* Work to be completed
Please give back only the lines below from the one containing "Ok((StatusCode::CREATED, Json(order)))" to the one containing "let (orders, paging_info)", each repeated word for word, both ends included.
★ ★ ★ ★ ★
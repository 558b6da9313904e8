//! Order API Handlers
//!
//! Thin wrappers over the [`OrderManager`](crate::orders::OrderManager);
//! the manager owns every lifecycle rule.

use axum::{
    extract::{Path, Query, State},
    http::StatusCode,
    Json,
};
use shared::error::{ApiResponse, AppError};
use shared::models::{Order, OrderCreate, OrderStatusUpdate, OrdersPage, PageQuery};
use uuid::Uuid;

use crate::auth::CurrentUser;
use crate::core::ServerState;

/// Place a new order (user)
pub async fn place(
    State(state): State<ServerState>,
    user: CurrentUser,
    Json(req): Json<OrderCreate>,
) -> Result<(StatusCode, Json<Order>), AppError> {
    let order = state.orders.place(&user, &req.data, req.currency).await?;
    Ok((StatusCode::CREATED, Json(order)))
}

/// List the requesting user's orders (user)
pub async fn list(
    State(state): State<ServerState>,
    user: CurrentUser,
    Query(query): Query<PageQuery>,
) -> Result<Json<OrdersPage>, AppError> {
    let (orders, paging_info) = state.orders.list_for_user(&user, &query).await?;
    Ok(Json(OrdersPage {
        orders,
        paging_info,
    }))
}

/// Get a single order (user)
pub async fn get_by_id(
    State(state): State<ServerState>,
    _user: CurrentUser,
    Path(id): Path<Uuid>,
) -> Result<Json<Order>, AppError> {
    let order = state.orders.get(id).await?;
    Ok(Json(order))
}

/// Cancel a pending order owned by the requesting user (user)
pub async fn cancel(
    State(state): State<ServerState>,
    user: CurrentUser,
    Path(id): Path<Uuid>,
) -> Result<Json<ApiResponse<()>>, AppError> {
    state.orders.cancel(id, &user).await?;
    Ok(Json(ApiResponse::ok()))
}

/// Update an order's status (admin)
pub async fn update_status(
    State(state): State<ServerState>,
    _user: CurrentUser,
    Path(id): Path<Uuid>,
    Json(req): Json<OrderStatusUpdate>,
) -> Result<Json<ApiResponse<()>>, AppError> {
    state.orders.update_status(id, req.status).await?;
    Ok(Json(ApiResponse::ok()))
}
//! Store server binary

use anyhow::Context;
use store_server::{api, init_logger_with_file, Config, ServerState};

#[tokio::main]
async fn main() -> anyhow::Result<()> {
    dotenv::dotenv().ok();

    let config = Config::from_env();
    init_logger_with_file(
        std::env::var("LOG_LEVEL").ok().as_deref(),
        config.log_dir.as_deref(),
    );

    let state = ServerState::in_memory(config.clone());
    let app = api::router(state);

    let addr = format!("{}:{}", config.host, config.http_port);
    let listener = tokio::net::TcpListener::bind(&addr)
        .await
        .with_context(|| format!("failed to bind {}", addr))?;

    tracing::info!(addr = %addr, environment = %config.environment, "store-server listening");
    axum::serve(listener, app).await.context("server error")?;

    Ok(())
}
★ ★ ★ ★ ★
* Exercise response
    Ok((StatusCode::CREATED, Json(order)))
}

/// List the requesting user's orders (user)
pub async fn list(
    State(state): State<ServerState>,
    user: CurrentUser,
    Query(query): Query<PageQuery>,
) -> Result<Json<OrdersPage>, AppError> {
    let (orders, paging_info) = state.orders.list_for_user(&user, &query).await?;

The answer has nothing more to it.